Monday, January 24, 2011

The Power of Music on Teens

I recently had a conversation with a new youth worker from Montreal that was telling me about the youth center that they were running for community kids.  He had an armful of CDs and a confused look on his face.  As a new Christian he had never heard of the bands like Skillet, Newsboys or Toby Mac.  He asked me what music would appeal to the kids that liked music like Green Day.  His boss wanted him to find music to play at the youth center.

I thought over his request for a minute before answering.  I had a flashback to my upbringing and my Mom’s warnings about filling your mind with whatever was good, beautiful and pure.  This is good advice that I still follow to this day.  I thought about a youth retreat I went to as a young youth pastor where the speaker would speak out lyrics to some rather offensive songs and the audience filled with thousands of church-going kids would cheer loudly as they began to fill the air with the songs that he was quoting.

Music is a powerful force in the world of teenagers.  I once saw a young teen who was in the midst of a drug induced hallucination and a spiritual attack of some sort who was calmed instantly through when a CD of worship music came on.  I also have seen God speak to young people through the music that I thought wouldn’t have met the Criteria my mom set in place for me.  One young person I know was compelled to stop walking on the fence of commitment and get baptized while listening to Good Charlotte.  I personally have come to respect some of these bands who tell it like it is in relation to the experience of the average teen.  Sometimes the drug references and swear words turn us off from the emotion contained behind the lyrics.  It is in those dark places that a lot of young people find themselves and this music has a way of getting through the masks and the walls that they put up around themselves.  It is no wonder that God speaks to them through this music, even though it can make some of us raised in a more conservative background quite uncomfortable at times.
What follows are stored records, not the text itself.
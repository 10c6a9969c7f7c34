//! Selection kinds: the two product-id sets a shopper builds up.

use serde::{Deserialize, Serialize};

/// Which selection set an operation targets.
#[derive(Debug, Clone, Copy, PartialEq, Eq, Hash, Serialize, Deserialize)]
#[serde(rename_all = "snake_case")]
pub enum SelectionKind {
    /// Shopping cart (the API calls it the basket).
    Cart,
    /// Wishlist.
    Wishlist,
}

impl SelectionKind {
    /// Both kinds, cart first.
    pub const ALL: [Self; 2] = [Self::Cart, Self::Wishlist];

    /// Local storage key holding the anonymous id list.
    #[must_use]
    pub const fn storage_key(self) -> &'static str {
        match self {
            Self::Cart => "cart",
            Self::Wishlist => "wishlist",
        }
    }

    /// API path of the authenticated selection resource.
    #[must_use]
    pub const fn api_path(self) -> &'static str {
        match self {
            Self::Cart => "/basket",
            Self::Wishlist => "/wishlist",
        }
    }

    /// Name of the change signal other surfaces listen for.
    #[must_use]
    pub const fn signal_name(self) -> &'static str {
        match self {
            Self::Cart => "cartUpdated",
            Self::Wishlist => "wishlistUpdated",
        }
    }

    /// Human label for notices ("Added to Cart").
    #[must_use]
    pub const fn label(self) -> &'static str {
        match self {
            Self::Cart => "Cart",
            Self::Wishlist => "Wishlist",
        }
    }

    /// Kind whose local storage key is `key`, if any.
    #[must_use]
    pub fn from_storage_key(key: &str) -> Option<Self> {
        Self::ALL.into_iter().find(|kind| kind.storage_key() == key)
    }
}

impl std::fmt::Display for SelectionKind {
    fn fmt(&self, f: &mut std::fmt::Formatter<'_>) -> std::fmt::Result {
        f.write_str(self.storage_key())
    }
}

/// Membership of one product in one selection set.
#[derive(Debug, Clone, Copy, PartialEq, Eq, Hash)]
pub enum Membership {
    /// Not in the set.
    Absent,
    /// In the set.
    Present,
}

impl Membership {
    /// Membership from a `contains` result.
    #[must_use]
    pub const fn from_contains(present: bool) -> Self {
        if present { Self::Present } else { Self::Absent }
    }

    /// Whether the product is in the set.
    #[must_use]
    pub const fn is_present(self) -> bool {
        matches!(self, Self::Present)
    }
}
//! Client configuration loaded from environment variables.
//!
//! # Environment Variables
//!
//! ## Required
//! - `MARIGOLD_API_URL` - Base URL of the storefront REST API
//!
//! ## Optional
//! - `MARIGOLD_STORAGE_PATH` - Local durable store file (default: .marigold/storage.json)
//! - `MARIGOLD_API_TIMEOUT_SECS` - Per-request timeout (default: transport default)
//! - `MARIGOLD_CATALOG_CACHE_SECS` - Catalog cache TTL (default: 300)
//! - `SENTRY_DSN` - Sentry error tracking DSN
//! - `SENTRY_ENVIRONMENT` - Sentry environment name

use std::path::PathBuf;
use std::time::Duration;

use thiserror::Error;
use url::Url;

const DEFAULT_STORAGE_PATH: &str = ".marigold/storage.json";
const DEFAULT_CATALOG_CACHE_SECS: u64 = 300;

/// Configuration errors that can occur during loading.
#[derive(Debug, Error)]
pub enum ConfigError {
    #[error("Missing environment variable: {0}")]
    MissingEnvVar(String),
    #[error("Invalid environment variable {0}: {1}")]
    InvalidEnvVar(String, String),
}

/// Storefront client configuration.
#[derive(Debug, Clone)]
pub struct ClientConfig {
    /// REST API connection settings
    pub api: ApiConfig,
    /// File backing the local durable store
    pub storage_path: PathBuf,
    /// Sentry DSN for error tracking
    pub sentry_dsn: Option<String>,
    /// Sentry environment (e.g. "production", "staging")
    pub sentry_environment: Option<String>,
}

/// REST API connection settings.
#[derive(Debug, Clone)]
pub struct ApiConfig {
    /// Base URL every API path is joined onto
    pub base_url: Url,
    /// Request timeout; `None` leaves the transport default in place
    pub timeout: Option<Duration>,
    /// How long catalog reads stay cached
    pub catalog_cache_ttl: Duration,
}

impl ApiConfig {
    /// Settings for `base_url` with no timeout and the default cache TTL.
    #[must_use]
    pub const fn new(base_url: Url) -> Self {
        Self {
            base_url,
            timeout: None,
            catalog_cache_ttl: Duration::from_secs(DEFAULT_CATALOG_CACHE_SECS),
        }
    }
}

impl ClientConfig {
    /// Load configuration from environment variables.
    ///
    /// Calls `dotenvy::dotenv()` to load from `.env` file if present.
    ///
    /// # Errors
    ///
    /// Returns `ConfigError` if required variables are missing or invalid.
    pub fn from_env() -> Result<Self, ConfigError> {
        // Load .env file if present (ignore errors if not found)
        let _ = dotenvy::dotenv();
        Self::from_lookup(|key| std::env::var(key).ok())
    }

    /// Build configuration from an arbitrary variable lookup.
    fn from_lookup(lookup: impl Fn(&str) -> Option<String>) -> Result<Self, ConfigError> {
        let raw_url = lookup("MARIGOLD_API_URL")
            .ok_or_else(|| ConfigError::MissingEnvVar("MARIGOLD_API_URL".to_string()))?;
        let base_url = parse_base_url(&raw_url)?;

        let timeout = lookup("MARIGOLD_API_TIMEOUT_SECS")
            .map(|v| parse_secs("MARIGOLD_API_TIMEOUT_SECS", &v))
            .transpose()?;

        let catalog_cache_ttl = lookup("MARIGOLD_CATALOG_CACHE_SECS").map_or(
            Ok(Duration::from_secs(DEFAULT_CATALOG_CACHE_SECS)),
            |v| parse_secs("MARIGOLD_CATALOG_CACHE_SECS", &v),
        )?;

        let storage_path = lookup("MARIGOLD_STORAGE_PATH")
            .filter(|v| !v.trim().is_empty())
            .map_or_else(|| PathBuf::from(DEFAULT_STORAGE_PATH), PathBuf::from);

        Ok(Self {
            api: ApiConfig {
                base_url,
                timeout,
                catalog_cache_ttl,
            },
            storage_path,
            sentry_dsn: lookup("SENTRY_DSN").filter(|v| !v.is_empty()),
            sentry_environment: lookup("SENTRY_ENVIRONMENT").filter(|v| !v.is_empty()),
        })
    }
}

// =============================================================================
// Helper Functions
// =============================================================================

/// Parse the API base URL, requiring an http(s) scheme.
fn parse_base_url(raw: &str) -> Result<Url, ConfigError> {
    let url = Url::parse(raw.trim()).map_err(|e| {
        ConfigError::InvalidEnvVar("MARIGOLD_API_URL".to_string(), e.to_string())
    })?;
    if !matches!(url.scheme(), "http" | "https") {
        return Err(ConfigError::InvalidEnvVar(
            "MARIGOLD_API_URL".to_string(),
            format!("unsupported scheme '{}'", url.scheme()),
        ));
    }
    Ok(url)
}

/// Parse a whole number of seconds.
fn parse_secs(key: &str, value: &str) -> Result<Duration, ConfigError> {
    value
        .trim()
        .parse::<u64>()
        .map(Duration::from_secs)
        .map_err(|e| ConfigError::InvalidEnvVar(key.to_string(), e.to_string()))
}
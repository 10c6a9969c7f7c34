//! Cart totals and view-side quantity changes.

use marigold_core::{Price, ProductId};

use crate::api::{Product, ProductSnapshot, SelectionEntry};

/// Order totals for a loaded cart.
#[derive(Debug, Clone, Copy, Default, PartialEq, Eq)]
pub struct CartSummary {
    /// Sum of list price times quantity.
    pub subtotal: Price,
    /// Sum of discount amount times quantity.
    pub discount: Price,
    /// `subtotal - discount`. All three saturate rather than overflow.
    pub total: Price,
    /// Sum of quantities.
    pub item_count: u32,
}

impl CartSummary {
    /// Totals over `entries`. Entries without a snapshot count towards
    /// `item_count` only.
    #[must_use]
    pub fn from_entries(entries: &[SelectionEntry]) -> Self {
        let mut summary = Self::default();
        for entry in entries {
            summary.item_count = summary.item_count.saturating_add(entry.quantity);
            let Some(snapshot) = &entry.snapshot else {
                continue;
            };
            summary.subtotal = summary.subtotal + snapshot.price.times(entry.quantity);
            summary.discount = summary.discount
                + snapshot
                    .price
                    .discount_amount(snapshot.discount_percentage)
                    .times(entry.quantity);
        }
        summary.total = summary.subtotal - summary.discount;
        summary
    }
}

/// Change a line's quantity by `delta` for display.
///
/// The snapshot stock moves the other way, so the line can never claim more
/// than was in stock at load time. Returns `false` (and changes nothing) if
/// the line is missing or the change would take quantity below 1 or stock
/// below 0. Nothing is sent to the API.
pub fn adjust_quantity(entries: &mut [SelectionEntry], product_id: ProductId, delta: i32) -> bool {
    let Some(entry) = entries.iter_mut().find(|e| e.product_id == product_id) else {
        return false;
    };

    let quantity = i64::from(entry.quantity) + i64::from(delta);
    if quantity < 1 {
        return false;
    }

    let stock = match &entry.snapshot {
        Some(snapshot) => {
            let stock = i64::from(snapshot.stock) - i64::from(delta);
            if stock < 0 {
                return false;
            }
            Some(stock)
        }
        None => None,
    };

    let (Ok(quantity), Ok(stock)) = (
        u32::try_from(quantity),
        stock.map(u32::try_from).transpose(),
    ) else {
        return false;
    };

    entry.quantity = quantity;
    if let (Some(snapshot), Some(stock)) = (entry.snapshot.as_mut(), stock) {
        snapshot.stock = stock;
    }
    true
}

/// Give snapshot-less entries a snapshot from `products`.
///
/// Anonymous carts hold ids only; this lets them be totalled against a
/// catalog read. Entries with no matching product are left as they are.
pub fn fill_snapshots(entries: &mut [SelectionEntry], products: &[Product]) {
    for entry in entries.iter_mut().filter(|e| e.snapshot.is_none()) {
        if let Some(product) = products.iter().find(|p| p.id == entry.product_id) {
            entry.snapshot = Some(ProductSnapshot::from(product));
        }
    }
}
To this young guy looking to me for advice I said that rather than limiting the choice to Christian music that he should get each kid to print out the lyrics of the song that is the most meaningful to them at the moment and that they should even listen to each song as a group and then have a discussion around the music that they are already listening to.  If wanted to bring in some of his Christian music and do the same thing that I thought this group would have a lot more respect for it than simply banning their music completely.  Some music is inappropriate to play, but having a discussion as to why is a lot better than a simple prohibition.

What are your thoughts? How should we filter what music is played at youth events?